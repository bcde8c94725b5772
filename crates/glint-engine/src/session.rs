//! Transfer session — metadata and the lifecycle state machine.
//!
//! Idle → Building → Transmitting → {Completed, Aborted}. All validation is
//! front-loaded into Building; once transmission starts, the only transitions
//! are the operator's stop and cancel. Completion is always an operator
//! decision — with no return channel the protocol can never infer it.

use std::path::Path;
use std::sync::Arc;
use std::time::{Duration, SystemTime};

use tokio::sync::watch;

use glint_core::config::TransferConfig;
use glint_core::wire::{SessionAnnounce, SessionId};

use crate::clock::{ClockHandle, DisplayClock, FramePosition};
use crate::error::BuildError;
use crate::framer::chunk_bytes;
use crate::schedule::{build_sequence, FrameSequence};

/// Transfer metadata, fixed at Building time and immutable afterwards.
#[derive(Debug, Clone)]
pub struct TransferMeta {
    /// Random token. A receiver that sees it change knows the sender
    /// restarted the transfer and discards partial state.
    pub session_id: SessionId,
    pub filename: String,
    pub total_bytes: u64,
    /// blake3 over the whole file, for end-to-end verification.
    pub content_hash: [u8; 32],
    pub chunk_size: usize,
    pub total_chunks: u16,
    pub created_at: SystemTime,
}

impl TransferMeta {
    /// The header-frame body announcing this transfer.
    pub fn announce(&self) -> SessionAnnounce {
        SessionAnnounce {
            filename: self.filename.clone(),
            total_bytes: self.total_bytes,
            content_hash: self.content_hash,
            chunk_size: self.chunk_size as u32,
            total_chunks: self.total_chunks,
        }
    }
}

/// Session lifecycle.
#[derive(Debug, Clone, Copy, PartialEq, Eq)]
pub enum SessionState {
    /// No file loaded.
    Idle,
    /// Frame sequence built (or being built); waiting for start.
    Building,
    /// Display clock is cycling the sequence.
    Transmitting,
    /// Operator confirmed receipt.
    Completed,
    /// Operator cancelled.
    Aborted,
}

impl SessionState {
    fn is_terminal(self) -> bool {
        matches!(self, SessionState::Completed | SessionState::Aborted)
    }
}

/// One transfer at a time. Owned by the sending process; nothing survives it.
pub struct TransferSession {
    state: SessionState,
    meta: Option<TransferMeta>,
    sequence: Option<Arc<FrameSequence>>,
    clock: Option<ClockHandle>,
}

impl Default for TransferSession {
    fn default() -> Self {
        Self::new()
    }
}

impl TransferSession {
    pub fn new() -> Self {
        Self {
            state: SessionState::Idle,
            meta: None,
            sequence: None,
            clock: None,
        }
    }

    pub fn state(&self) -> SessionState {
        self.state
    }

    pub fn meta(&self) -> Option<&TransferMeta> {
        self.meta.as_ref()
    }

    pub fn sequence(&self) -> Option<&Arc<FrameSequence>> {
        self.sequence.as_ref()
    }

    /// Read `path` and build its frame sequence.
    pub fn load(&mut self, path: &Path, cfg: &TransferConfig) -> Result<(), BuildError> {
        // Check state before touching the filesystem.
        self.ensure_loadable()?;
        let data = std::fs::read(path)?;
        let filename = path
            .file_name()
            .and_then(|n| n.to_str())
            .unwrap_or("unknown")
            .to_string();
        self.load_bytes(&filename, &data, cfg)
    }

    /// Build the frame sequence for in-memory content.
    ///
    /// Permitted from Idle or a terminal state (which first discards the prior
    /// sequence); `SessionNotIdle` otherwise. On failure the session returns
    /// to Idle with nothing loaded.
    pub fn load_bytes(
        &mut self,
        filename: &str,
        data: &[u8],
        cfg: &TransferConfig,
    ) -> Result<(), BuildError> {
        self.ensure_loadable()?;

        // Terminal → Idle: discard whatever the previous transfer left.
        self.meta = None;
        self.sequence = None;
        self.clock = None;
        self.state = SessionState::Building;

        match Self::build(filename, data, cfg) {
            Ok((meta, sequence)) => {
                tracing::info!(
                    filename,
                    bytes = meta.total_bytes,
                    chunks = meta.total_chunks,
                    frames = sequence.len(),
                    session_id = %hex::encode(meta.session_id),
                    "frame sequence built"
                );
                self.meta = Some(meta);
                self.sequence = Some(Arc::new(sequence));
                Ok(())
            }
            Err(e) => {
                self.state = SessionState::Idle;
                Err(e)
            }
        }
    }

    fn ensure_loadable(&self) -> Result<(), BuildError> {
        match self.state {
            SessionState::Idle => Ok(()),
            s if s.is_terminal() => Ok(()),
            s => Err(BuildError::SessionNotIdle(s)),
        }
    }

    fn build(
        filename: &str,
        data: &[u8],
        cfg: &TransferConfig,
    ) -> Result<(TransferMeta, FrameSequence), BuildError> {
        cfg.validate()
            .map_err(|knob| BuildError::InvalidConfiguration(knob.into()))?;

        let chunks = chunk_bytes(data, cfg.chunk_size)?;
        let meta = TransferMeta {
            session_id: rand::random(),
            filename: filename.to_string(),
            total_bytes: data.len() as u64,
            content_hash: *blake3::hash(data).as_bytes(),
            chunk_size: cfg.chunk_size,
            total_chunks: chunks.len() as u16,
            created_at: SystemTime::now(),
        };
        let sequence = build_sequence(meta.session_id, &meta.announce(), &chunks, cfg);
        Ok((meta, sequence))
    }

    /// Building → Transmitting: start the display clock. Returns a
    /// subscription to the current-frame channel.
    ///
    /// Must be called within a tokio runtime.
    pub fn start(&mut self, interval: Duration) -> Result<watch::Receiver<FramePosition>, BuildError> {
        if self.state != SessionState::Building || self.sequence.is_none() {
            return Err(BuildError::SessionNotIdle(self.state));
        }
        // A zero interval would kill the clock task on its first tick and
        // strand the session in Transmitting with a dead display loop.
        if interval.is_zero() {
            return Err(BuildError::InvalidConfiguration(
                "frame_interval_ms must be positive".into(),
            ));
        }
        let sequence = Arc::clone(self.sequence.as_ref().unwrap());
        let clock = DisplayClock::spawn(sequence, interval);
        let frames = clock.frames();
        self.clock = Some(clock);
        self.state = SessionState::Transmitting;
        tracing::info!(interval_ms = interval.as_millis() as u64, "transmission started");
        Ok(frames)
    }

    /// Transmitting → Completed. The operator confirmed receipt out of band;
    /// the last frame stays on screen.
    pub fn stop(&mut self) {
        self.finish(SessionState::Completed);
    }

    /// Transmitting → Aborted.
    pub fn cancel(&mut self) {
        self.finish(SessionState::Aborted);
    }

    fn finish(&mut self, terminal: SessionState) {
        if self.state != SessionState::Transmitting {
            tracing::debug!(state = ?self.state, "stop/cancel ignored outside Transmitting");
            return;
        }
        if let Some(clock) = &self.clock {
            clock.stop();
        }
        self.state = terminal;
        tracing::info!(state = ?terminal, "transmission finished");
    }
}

==

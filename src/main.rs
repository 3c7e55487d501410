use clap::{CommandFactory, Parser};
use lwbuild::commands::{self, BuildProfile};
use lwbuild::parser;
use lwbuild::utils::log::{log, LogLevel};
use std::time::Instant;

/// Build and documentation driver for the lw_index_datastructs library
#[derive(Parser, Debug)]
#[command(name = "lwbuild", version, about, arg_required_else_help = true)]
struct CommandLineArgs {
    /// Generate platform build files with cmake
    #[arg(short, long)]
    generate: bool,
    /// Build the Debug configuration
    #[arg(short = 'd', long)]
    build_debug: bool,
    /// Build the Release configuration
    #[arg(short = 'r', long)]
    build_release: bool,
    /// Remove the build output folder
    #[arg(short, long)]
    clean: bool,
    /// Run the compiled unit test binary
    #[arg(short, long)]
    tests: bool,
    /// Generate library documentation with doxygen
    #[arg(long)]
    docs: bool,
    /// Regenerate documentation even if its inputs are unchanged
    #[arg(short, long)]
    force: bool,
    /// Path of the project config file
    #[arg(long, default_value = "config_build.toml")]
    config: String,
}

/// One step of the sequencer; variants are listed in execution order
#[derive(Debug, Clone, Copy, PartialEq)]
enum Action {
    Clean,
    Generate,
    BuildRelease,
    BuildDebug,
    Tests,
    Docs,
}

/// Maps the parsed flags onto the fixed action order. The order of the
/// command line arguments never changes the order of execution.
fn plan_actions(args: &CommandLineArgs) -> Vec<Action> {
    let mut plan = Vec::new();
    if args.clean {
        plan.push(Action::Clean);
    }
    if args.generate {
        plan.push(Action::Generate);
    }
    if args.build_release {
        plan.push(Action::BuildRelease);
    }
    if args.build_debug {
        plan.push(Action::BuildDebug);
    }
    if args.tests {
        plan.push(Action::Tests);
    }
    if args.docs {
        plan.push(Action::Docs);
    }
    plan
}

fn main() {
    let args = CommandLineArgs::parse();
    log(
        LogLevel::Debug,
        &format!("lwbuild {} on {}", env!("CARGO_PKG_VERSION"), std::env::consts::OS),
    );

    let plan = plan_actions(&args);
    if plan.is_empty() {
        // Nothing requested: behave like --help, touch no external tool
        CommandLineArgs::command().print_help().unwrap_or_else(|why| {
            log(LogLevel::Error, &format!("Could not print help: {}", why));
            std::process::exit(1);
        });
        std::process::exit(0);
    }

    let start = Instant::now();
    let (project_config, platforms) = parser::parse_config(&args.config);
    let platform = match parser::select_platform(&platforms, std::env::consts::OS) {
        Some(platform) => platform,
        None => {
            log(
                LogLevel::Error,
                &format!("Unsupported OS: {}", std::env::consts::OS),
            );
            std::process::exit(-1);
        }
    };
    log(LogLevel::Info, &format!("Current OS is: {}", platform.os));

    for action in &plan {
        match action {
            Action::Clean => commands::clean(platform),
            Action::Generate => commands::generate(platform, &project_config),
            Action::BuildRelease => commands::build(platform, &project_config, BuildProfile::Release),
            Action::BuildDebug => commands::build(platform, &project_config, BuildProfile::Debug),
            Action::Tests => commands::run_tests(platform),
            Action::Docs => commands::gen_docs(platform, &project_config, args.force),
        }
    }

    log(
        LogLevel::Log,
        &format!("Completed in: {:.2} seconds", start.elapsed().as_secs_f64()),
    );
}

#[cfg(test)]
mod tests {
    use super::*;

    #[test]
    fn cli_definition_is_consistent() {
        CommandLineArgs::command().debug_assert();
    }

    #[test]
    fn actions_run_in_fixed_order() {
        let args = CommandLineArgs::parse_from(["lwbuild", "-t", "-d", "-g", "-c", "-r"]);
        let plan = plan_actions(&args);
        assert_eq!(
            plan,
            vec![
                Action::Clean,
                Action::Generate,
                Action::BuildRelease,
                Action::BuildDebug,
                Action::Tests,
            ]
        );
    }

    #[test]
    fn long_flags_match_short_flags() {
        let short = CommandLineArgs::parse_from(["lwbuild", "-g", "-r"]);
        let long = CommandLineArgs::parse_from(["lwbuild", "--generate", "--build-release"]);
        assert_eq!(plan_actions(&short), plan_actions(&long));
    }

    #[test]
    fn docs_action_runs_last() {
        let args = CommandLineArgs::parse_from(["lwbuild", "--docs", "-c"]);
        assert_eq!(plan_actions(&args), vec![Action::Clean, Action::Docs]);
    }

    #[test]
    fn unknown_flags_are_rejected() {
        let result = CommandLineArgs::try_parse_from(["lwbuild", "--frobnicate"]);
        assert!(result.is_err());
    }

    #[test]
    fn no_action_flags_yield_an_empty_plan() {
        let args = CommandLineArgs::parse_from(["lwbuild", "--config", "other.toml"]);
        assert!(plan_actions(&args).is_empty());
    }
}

==

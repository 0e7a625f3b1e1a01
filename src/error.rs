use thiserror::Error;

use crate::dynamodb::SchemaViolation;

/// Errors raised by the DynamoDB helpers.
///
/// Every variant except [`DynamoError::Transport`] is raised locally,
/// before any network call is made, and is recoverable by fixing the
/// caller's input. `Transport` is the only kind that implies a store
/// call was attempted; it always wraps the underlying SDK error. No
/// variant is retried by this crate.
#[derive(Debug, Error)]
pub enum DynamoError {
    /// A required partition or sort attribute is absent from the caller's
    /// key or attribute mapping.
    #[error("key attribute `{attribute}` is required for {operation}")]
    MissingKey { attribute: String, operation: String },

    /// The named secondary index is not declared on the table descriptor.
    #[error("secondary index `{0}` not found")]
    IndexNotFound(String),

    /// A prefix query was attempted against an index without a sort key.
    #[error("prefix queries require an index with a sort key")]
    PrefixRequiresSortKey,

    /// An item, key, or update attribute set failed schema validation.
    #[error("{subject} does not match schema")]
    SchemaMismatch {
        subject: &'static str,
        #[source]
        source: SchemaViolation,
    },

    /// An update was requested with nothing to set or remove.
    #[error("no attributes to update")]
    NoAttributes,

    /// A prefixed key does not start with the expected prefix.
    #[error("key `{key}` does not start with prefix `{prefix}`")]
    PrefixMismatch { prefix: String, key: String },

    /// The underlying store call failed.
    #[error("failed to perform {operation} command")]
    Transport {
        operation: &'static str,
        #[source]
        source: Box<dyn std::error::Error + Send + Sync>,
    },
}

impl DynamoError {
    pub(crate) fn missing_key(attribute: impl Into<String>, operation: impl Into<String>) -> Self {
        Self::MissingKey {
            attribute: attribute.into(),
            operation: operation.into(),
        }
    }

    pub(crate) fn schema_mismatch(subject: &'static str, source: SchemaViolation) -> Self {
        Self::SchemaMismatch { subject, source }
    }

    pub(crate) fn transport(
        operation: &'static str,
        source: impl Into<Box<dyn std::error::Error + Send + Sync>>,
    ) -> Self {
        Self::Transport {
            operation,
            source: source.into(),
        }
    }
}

ACTIVITY: Look above for the line with "the only transitions"; retype exactly that line, every line after it up to the line with "use crate::error::BuildError;", and that line too, nothing else.

YOUR RESPONSE:
//! front-loaded into Building; once transmission starts, the only transitions
//! are the operator's stop and cancel. Completion is always an operator
//! decision — with no return channel the protocol can never infer it.

use std::path::Path;
use std::sync::Arc;
use std::time::{Duration, SystemTime};

use tokio::sync::watch;

use glint_core::config::TransferConfig;
use glint_core::wire::{SessionAnnounce, SessionId};

use crate::clock::{ClockHandle, DisplayClock, FramePosition};
use crate::error::BuildError;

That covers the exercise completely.